ESG became interested in the arena idea five years ago when the NBA’s Sacramento Kings considered moving to Virginia Beach. “They approached the city and looked into building an arena,” says Harris. “The Kings decided not to pursue Virginia Beach as an option.”
The cost of building an arena would have put a heavy financial burden on the city. But the team’s interest proved that the market could support a sports franchise. “I think that effort encouraged ESG to move forward,” Harris says.
In 2013 the company began examining a possible arena project in earnest. “We asked ourselves: Can you privately develop an arena and make it feasible?” Kilmer says.
The company met with a group of visiting Chinese businessmen to see whether it could work with a Chinese bank as a lender for the project. “We came up with a new model,” Kilmer says, noting that the company secured funding from the Export-Import Bank of China. “We told the city we will build it, finance it and operate it, but there are certain incomes we want to capture to help underwrite the infrastructure.”
Thus far, one of the most challenging issues has been explaining why a private owner would construct, own and operate a facility normally owned by a municipality.
“This is a new model for developing a ‘public’ facility without a national sports franchise,” Kilmer says. “We are motivated differently than a municipality to make the venue successful and solve operational challenges that arise as we do not have the authority to raise taxes to make up a shortfall but must remain creative in solutions so we can continue to employ area citizens, provide entertainment opportunities and give back to our hometown.”
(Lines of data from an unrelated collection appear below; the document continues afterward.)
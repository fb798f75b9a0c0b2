//! The immutable, finalized transaction.
//!
//! # Wire format
//!
//! | Field        | Size                      |
//! |--------------|---------------------------|
//! | version      | 4 bytes (LE)              |
//! | input count  | CompactSize               |
//! | inputs       | variable (per input)      |
//! | output count | CompactSize               |
//! | outputs      | variable (per output)     |
//! | lock_time    | 4 bytes (LE)              |
//!
//! Bit-exact compatibility with the target chain's consensus
//! serialization: no extra fields, and the input/output order is frozen
//! at construction (canonical ordering happens in the builder, before
//! signing).

use txkit_codec::{CompactSize, WireReader, WireWriter};

use crate::hashes::sha256d;
use crate::input::{ScriptSlot, TxInput};
use crate::output::TxOutput;
use crate::txid::TxId;
use crate::BuildError;

/// Default transaction format version.
pub const DEFAULT_VERSION: u32 = 1;

/// A finalized transaction. Immutable once constructed.
#[derive(Debug, Clone)]
pub struct Transaction {
    version: u32,
    inputs: Vec<TxInput>,
    outputs: Vec<TxOutput>,
    lock_time: u32,
}

impl Transaction {
    /// Assemble a transaction from its finalized parts.
    pub fn new(version: u32, inputs: Vec<TxInput>, outputs: Vec<TxOutput>, lock_time: u32) -> Self {
        Transaction {
            version,
            inputs,
            outputs,
            lock_time,
        }
    }

    /// Parse a transaction from a hex string.
    pub fn from_hex(hex_str: &str) -> Result<Self, BuildError> {
        let bytes = hex::decode(hex_str)
            .map_err(|e| BuildError::SerializationError(format!("invalid hex: {}", e)))?;
        Self::from_bytes(&bytes)
    }

    /// Parse a transaction from raw bytes.
    ///
    /// The slice must contain exactly one transaction; trailing bytes are
    /// rejected.
    pub fn from_bytes(bytes: &[u8]) -> Result<Self, BuildError> {
        let mut reader = WireReader::new(bytes);
        let tx = Self::read_from(&mut reader)?;
        if reader.remaining() != 0 {
            return Err(BuildError::SerializationError(format!(
                "trailing {} bytes after transaction",
                reader.remaining()
            )));
        }
        Ok(tx)
    }

    /// Deserialize a transaction from a wire reader.
    pub fn read_from(reader: &mut WireReader) -> Result<Self, BuildError> {
        let version = reader
            .read_u32_le()
            .map_err(|e| BuildError::SerializationError(format!("reading version: {}", e)))?;

        let input_count = reader
            .read_compact_size()
            .map_err(|e| BuildError::SerializationError(format!("reading input count: {}", e)))?;
        // Every input occupies at least one byte, so a count past the
        // remaining data is malformed. Checking up front also keeps the
        // announced count from driving the Vec allocation.
        if input_count.value() > reader.remaining() as u64 {
            return Err(BuildError::SerializationError(format!(
                "input count {} exceeds {} remaining bytes",
                input_count.value(),
                reader.remaining()
            )));
        }
        let mut inputs = Vec::with_capacity(input_count.value() as usize);
        for _ in 0..input_count.value() {
            inputs.push(TxInput::read_from(reader)?);
        }

        let output_count = reader
            .read_compact_size()
            .map_err(|e| BuildError::SerializationError(format!("reading output count: {}", e)))?;
        if output_count.value() > reader.remaining() as u64 {
            return Err(BuildError::SerializationError(format!(
                "output count {} exceeds {} remaining bytes",
                output_count.value(),
                reader.remaining()
            )));
        }
        let mut outputs = Vec::with_capacity(output_count.value() as usize);
        for i in 0..output_count.value() {
            let mut output = TxOutput::read_from(reader)?;
            output.set_index(i as u32);
            outputs.push(output);
        }

        let lock_time = reader
            .read_u32_le()
            .map_err(|e| BuildError::SerializationError(format!("reading lock time: {}", e)))?;

        Ok(Transaction {
            version,
            inputs,
            outputs,
            lock_time,
        })
    }

    /// Serialize to canonical wire bytes.
    pub fn to_bytes(&self) -> Vec<u8> {
        let mut writer = WireWriter::with_capacity(256);
        writer.write_u32_le(self.version);

        writer.write_compact_size(CompactSize::from(self.inputs.len()));
        for input in &self.inputs {
            input.write_to(&mut writer, ScriptSlot::Actual);
        }

        writer.write_compact_size(CompactSize::from(self.outputs.len()));
        for output in &self.outputs {
            output.write_to(&mut writer);
        }

        writer.write_u32_le(self.lock_time);
        writer.into_bytes()
    }

    /// Serialize to a lowercase hex string.
    pub fn to_hex(&self) -> String {
        hex::encode(self.to_bytes())
    }

    /// The transaction id: sha256d of the serialized bytes, internal order.
    pub fn txid(&self) -> TxId {
        TxId::new(sha256d(&self.to_bytes()))
    }

    /// The transaction id as the conventional byte-reversed hex string.
    pub fn txid_hex(&self) -> String {
        self.txid().to_hex()
    }

    /// Format version.
    pub fn version(&self) -> u32 {
        self.version
    }

    /// Lock time.
    pub fn lock_time(&self) -> u32 {
        self.lock_time
    }

    /// The ordered inputs.
    pub fn inputs(&self) -> &[TxInput] {
        &self.inputs
    }

    /// The ordered outputs.
    pub fn outputs(&self) -> &[TxOutput] {
        &self.outputs
    }

    /// Sum of all output values.
    pub fn total_output_value(&self) -> u64 {
        self.outputs.iter().map(|o| o.value()).sum()
    }

    /// Serialized byte length.
    pub fn size(&self) -> usize {
        self.to_bytes().len()
    }

    /// Whether this is a coinbase transaction: exactly one input with an
    /// all-zero previous txid and a maxed output index or sequence.
    pub fn is_coinbase(&self) -> bool {
        if self.inputs.len() != 1 {
            return false;
        }
        let input = &self.inputs[0];
        if input.previous_output().txid != TxId::new([0u8; 32]) {
            return false;
        }
        input.previous_output().index == 0xFFFF_FFFF || input.sequence() == 0xFFFF_FFFF
    }
}

impl std::fmt::Display for Transaction {
    fn fmt(&self, f: &mut std::fmt::Formatter<'_>) -> std::fmt::Result {
        write!(f, "{}", self.to_hex())
    }
}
ESG pulled in a mix of international and local team members for the project. They include CMEC, an international design, engineering and procurement specialist; Mortenson Construction, a national contractor now ranked as the second largest builder of sports facilities in the nation; Virginia-Beach based contractor S.B. Ballard Construction Co.; AECOM, an international architectural, engineering and design consultancy firm; Clark Nexsen, a local architecture, engineering, planning and interior design firm; and SMG, a venue management, marketing and development firm.
“They were all involved before the proposal went to the city last year,” says Kilmer. “They believe that this could possibly be a model that could work across the country.”
The arrangement is attractive to the city because “it’s privately funded and puts the financial burden on the private sector to reach its financial goals,” says Harris.